断片集

「クッキーの市松模様を見て、おいしそうだなぁとか思わない?」
ぼくは言う。
「思う!」
その子は嬉しそうに頷く。
「お母さんも、きっと、お花を可愛いと思ったから、そのお花みたいに可愛いきみに着せたんだよ」
「そっかぁ」
女の子は、少し、安心したような、納得したような目をして、やがて、『じゃあね!』とぼくらから離れていった。
それから、ナツが疲れた顔で呟く。
「お前、どこ行ってたんだよ」
「飽きたんで、もぐらを叩いてた」
淡々と答えると、そいつはなんでやねん、みたいな顔をした。
ぼくはどうも、退屈になると一人で遊びに行ってしまうところがある。
(怒った? と聞かれることが多いけど、単に退屈になったから別の場所で遊んでるだけだから、心配しようが無駄でしかないので正直、そっとしておいて欲しい。気が向いたら勝手に戻るし)
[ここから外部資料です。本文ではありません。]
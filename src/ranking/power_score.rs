use log::info;

use crate::config::{PowerScoreWeights, RankingSettings};
use crate::domain::{MatchupRecord, RosterId, RosterRecord};

use super::grouping::group_by_week;
use super::metrics::compute_roster_metrics;
use super::trend::calculate_weekly_ranks;
use super::types::{PowerRankingRow, RosterMetrics, WeeklyRank};

/// Builds the power rankings report: one row per roster, best first
pub fn calculate_power_rankings(
    matchups: &[MatchupRecord],
    rosters: &[RosterRecord],
    settings: &RankingSettings,
) -> Vec<PowerRankingRow> {
    info!(
        "Calculating power rankings for {} rosters from {} matchup records",
        rosters.len(),
        matchups.len()
    );

    if rosters.is_empty() {
        return Vec::new();
    }

    // 1. Group season by week
    let groups = group_by_week(matchups);
    info!("Found {} weeks with data", groups.len());

    // 2. Per-roster metrics over the whole season
    let metrics: Vec<RosterMetrics> = rosters
        .iter()
        .map(|r| compute_roster_metrics(r.roster_id, &groups))
        .collect();

    // 3. Composite scores
    let maxima = LeagueMaxima::from_metrics(&metrics);
    let scores: Vec<f64> = metrics
        .iter()
        .map(|m| power_score(m, &maxima, &settings.power))
        .collect();

    // 4. Week-by-week trajectories
    let roster_ids: Vec<RosterId> = rosters.iter().map(|r| r.roster_id).collect();
    let mut trajectories = calculate_weekly_ranks(&groups, &roster_ids, &settings.trend);

    // 5. Assemble, order and rank
    let mut rows: Vec<PowerRankingRow> = rosters
        .iter()
        .zip(metrics)
        .zip(scores)
        .map(|((roster, m), score)| {
            let weekly_ranks = trajectories.remove(&roster.roster_id).unwrap_or_default();
            build_row(roster, m, score, weekly_ranks)
        })
        .collect();

    rows.sort_by(|a, b| b.power_score.total_cmp(&a.power_score));
    for (idx, row) in rows.iter_mut().enumerate() {
        row.power_rank = idx + 1;
    }

    info!("Power rankings complete");
    rows
}

/// League-wide maxima used as normalization denominators, floored at 1
#[derive(Debug, Clone, Copy, PartialEq)]
pub struct LeagueMaxima {
    pub wins: f64,
    pub average_points: f64,
    pub expected_wins: f64,
    pub consistency: f64,
}

impl LeagueMaxima {
    pub fn from_metrics(metrics: &[RosterMetrics]) -> Self {
        Self {
            wins: floored_max(metrics.iter().map(|m| m.record.wins as f64)),
            average_points: floored_max(metrics.iter().map(RosterMetrics::average_points)),
            expected_wins: floored_max(metrics.iter().map(|m| m.expected_wins)),
            consistency: floored_max(metrics.iter().map(|m| m.consistency)),
        }
    }
}

fn floored_max(values: impl Iterator<Item = f64>) -> f64 {
    values.fold(0.0_f64, f64::max).max(1.0)
}

/// Weighted sum of the normalized metrics; consistency is inverted so steadier scores higher.
/// A roster with no weeks played earns no consistency credit and scores 0.
pub fn power_score(metrics: &RosterMetrics, maxima: &LeagueMaxima, weights: &PowerScoreWeights) -> f64 {
    let wins = metrics.record.wins as f64 / maxima.wins;
    let average_points = metrics.average_points() / maxima.average_points;
    let expected_wins = metrics.expected_wins / maxima.expected_wins;
    let consistency = if metrics.weekly_points.is_empty() {
        0.0
    } else {
        1.0 - metrics.consistency / maxima.consistency
    };

    weights.wins * wins
        + weights.average_points * average_points
        + weights.expected_wins * expected_wins
        + weights.consistency * consistency
}

fn build_row(
    roster: &RosterRecord,
    metrics: RosterMetrics,
    power_score: f64,
    weekly_ranks: Vec<WeeklyRank>,
) -> PowerRankingRow {
    PowerRankingRow {
        roster_id: roster.roster_id,
        team_name: roster.display_name(),
        power_rank: 0, // assigned after sorting
        power_score,
        wins: metrics.record.wins,
        losses: metrics.record.losses,
        ties: metrics.record.ties,
        points_for: metrics.points_for(),
        average_points: metrics.average_points(),
        expected_wins: metrics.expected_wins,
        luck_index: metrics.luck_index(),
        consistency_score: metrics.consistency,
        strength_of_schedule: metrics.strength_of_schedule,
        should_be_wins: metrics.should_be.wins,
        should_be_losses: metrics.should_be.losses,
        weeks_played: metrics.weekly_points.len(),
        weekly_ranks,
    }
}
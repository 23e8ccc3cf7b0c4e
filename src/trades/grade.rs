use log::{debug, info};
use std::cmp::Ordering;
use std::collections::HashMap;
use std::ops::RangeInclusive;

use crate::config::TradeSettings;
use crate::domain::{DraftPickTrade, PlayerId, PlayerWeeklyPoints, RosterId, Transaction, Week};

use super::pick_value::{pick_round_label, pick_value};
use super::types::{Grade, PlayerPoints, TradeGrade, TradeSummary, ValuedPick};

/// Scoring history and clock a trade is judged against
#[derive(Debug, Clone, Copy)]
pub struct TradeContext<'a> {
    pub player_points: &'a [PlayerWeeklyPoints],
    pub player_names: &'a HashMap<PlayerId, String>,
    pub current_week: Week,
    pub current_season: &'a str,
}

/// Grades one side of a trade: post-trade points of players moved plus value of picks moved
pub fn calculate_trade_grade(
    transaction: &Transaction,
    roster_id: RosterId,
    context: &TradeContext,
    settings: &TradeSettings,
) -> TradeGrade {
    let weeks_analyzed = observation_weeks(transaction, context, settings);
    let window = transaction.week.saturating_add(1)..=transaction.week.saturating_add(weeks_analyzed);

    let acquired = score_players(
        players_moved(&transaction.adds, roster_id),
        &transaction.season_id,
        &window,
        context,
    );
    let lost = score_players(
        players_moved(&transaction.drops, roster_id),
        &transaction.season_id,
        &window,
        context,
    );

    let picks_received = value_picks(
        transaction.draft_picks.iter().filter(|p| is_received(p, roster_id)),
        settings,
    );
    let picks_given = value_picks(
        transaction.draft_picks.iter().filter(|p| is_given(p, roster_id)),
        settings,
    );

    let player_differential = total_points(&acquired) - total_points(&lost);
    let pick_value = total_value(&picks_received) - total_value(&picks_given);
    let total_differential = player_differential + pick_value;
    let grade = decide_grade(total_differential, weeks_analyzed, settings);

    debug!(
        "Trade {} for roster {}: {} over {} weeks ({:+.1})",
        transaction.transaction_id,
        roster_id,
        grade.as_str(),
        weeks_analyzed,
        total_differential
    );

    TradeGrade {
        transaction_id: transaction.transaction_id.clone(),
        roster_id,
        season_id: transaction.season_id.clone(),
        week: transaction.week,
        grade,
        player_differential,
        pick_value,
        total_differential,
        weeks_analyzed,
        acquired,
        lost,
        picks_received,
        picks_given,
    }
}

/// Grades every completed trade the roster took part in, newest first
pub fn grade_roster_trades(
    transactions: &[Transaction],
    roster_id: RosterId,
    context: &TradeContext,
    settings: &TradeSettings,
) -> Vec<TradeGrade> {
    let mut trades: Vec<&Transaction> = transactions
        .iter()
        .filter(|t| t.is_completed_trade() && t.involves(roster_id))
        .collect();

    info!("Grading {} trades for roster {}", trades.len(), roster_id);

    trades.sort_by(|a, b| b.created_at.cmp(&a.created_at));
    trades
        .into_iter()
        .map(|t| calculate_trade_grade(t, roster_id, context, settings))
        .collect()
}

pub fn summarize_trades(grades: &[TradeGrade]) -> TradeSummary {
    let mut summary = TradeSummary {
        total: grades.len(),
        ..Default::default()
    };

    for grade in grades {
        match grade.grade {
            Grade::Favorable => summary.favorable += 1,
            Grade::Unfavorable => summary.unfavorable += 1,
            Grade::Pending => {
                summary.pending += 1;
                continue;
            }
        }
        summary.net_differential += grade.total_differential;
    }

    summary
}

/// Weeks after the trade that can be observed. Past seasons are complete.
/// In the current season we cannot look past the current week; a later season
/// has nothing to observe yet.
pub fn observation_weeks(transaction: &Transaction, context: &TradeContext, settings: &TradeSettings) -> u32 {
    let full_window = settings.observation_weeks;

    match compare_seasons(&transaction.season_id, context.current_season) {
        Ordering::Less => full_window,
        Ordering::Greater => 0,
        Ordering::Equal => context
            .current_week
            .saturating_sub(transaction.week)
            .min(full_window),
    }
}

/// Orders seasons by year; ids that are not years only compare as equal or prior
fn compare_seasons(trade_season: &str, current_season: &str) -> Ordering {
    if trade_season == current_season {
        return Ordering::Equal;
    }

    match (trade_season.trim().parse::<i32>(), current_season.trim().parse::<i32>()) {
        (Ok(trade), Ok(current)) => trade.cmp(&current),
        _ => Ordering::Less,
    }
}

pub fn decide_grade(total_differential: f64, weeks_analyzed: u32, settings: &TradeSettings) -> Grade {
    if weeks_analyzed < settings.observation_weeks {
        Grade::Pending
    } else if total_differential >= 0.0 {
        Grade::Favorable
    } else {
        Grade::Unfavorable
    }
}

fn players_moved(moves: &HashMap<PlayerId, RosterId>, roster_id: RosterId) -> Vec<&PlayerId> {
    let mut players: Vec<&PlayerId> = moves
        .iter()
        .filter(|&(_, &target)| target == roster_id)
        .map(|(player, _)| player)
        .collect();
    players.sort();
    players
}

fn score_players(
    players: Vec<&PlayerId>,
    season_id: &str,
    window: &RangeInclusive<Week>,
    context: &TradeContext,
) -> Vec<PlayerPoints> {
    players
        .into_iter()
        .map(|player_id| PlayerPoints {
            player_id: player_id.clone(),
            name: player_name(player_id, context.player_names),
            points: points_in_window(player_id, season_id, window, context.player_points),
        })
        .collect()
}

fn points_in_window(
    player_id: &str,
    season_id: &str,
    window: &RangeInclusive<Week>,
    history: &[PlayerWeeklyPoints],
) -> f64 {
    history
        .iter()
        .filter(|p| p.player_id == player_id && p.season_id == season_id && window.contains(&p.week))
        .map(|p| p.points)
        .sum()
}

fn player_name(player_id: &str, names: &HashMap<PlayerId, String>) -> String {
    names
        .get(player_id)
        .cloned()
        .unwrap_or_else(|| format!("Player {}", player_id))
}

fn is_received(pick: &DraftPickTrade, roster_id: RosterId) -> bool {
    pick.owner_id == roster_id && pick.previous_owner_id != roster_id
}

fn is_given(pick: &DraftPickTrade, roster_id: RosterId) -> bool {
    pick.previous_owner_id == roster_id && pick.owner_id != roster_id
}

fn value_picks<'a>(
    picks: impl Iterator<Item = &'a DraftPickTrade>,
    settings: &TradeSettings,
) -> Vec<ValuedPick> {
    picks
        .map(|pick| ValuedPick {
            season: pick.season.clone(),
            round: pick.round,
            label: pick_round_label(pick.round),
            value: pick_value(pick.round, settings),
        })
        .collect()
}

fn total_points(players: &[PlayerPoints]) -> f64 {
    players.iter().map(|p| p.points).sum()
}

fn total_value(picks: &[ValuedPick]) -> f64 {
    picks.iter().map(|p| p.value).sum()
}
いづれ戻って来るつもりだったんだけれど、探してくれたらしい。
こっちは放っておいて、遊びに行けばいいのに……
せっかく来たんだから、もっと遊びたいこととか、食べたいものとか、無いのか?
無いなら探すのも楽しいのに。
ぼくごときにわざわざ関わらずとも、もっと世界には楽しいことが溢れている。
考えてみて。ご飯とか、ご飯とか、あと、食事とか、ディナーとかさ。
もっとあるだろ、そっちを楽しめよ、って思う。
こっちはいいから広い世界とか、テーブルとかに、目を向けて欲しい。
頭が付いてるエビフライってかっこいいけど頭を食べないんだよね……でもかっこいい。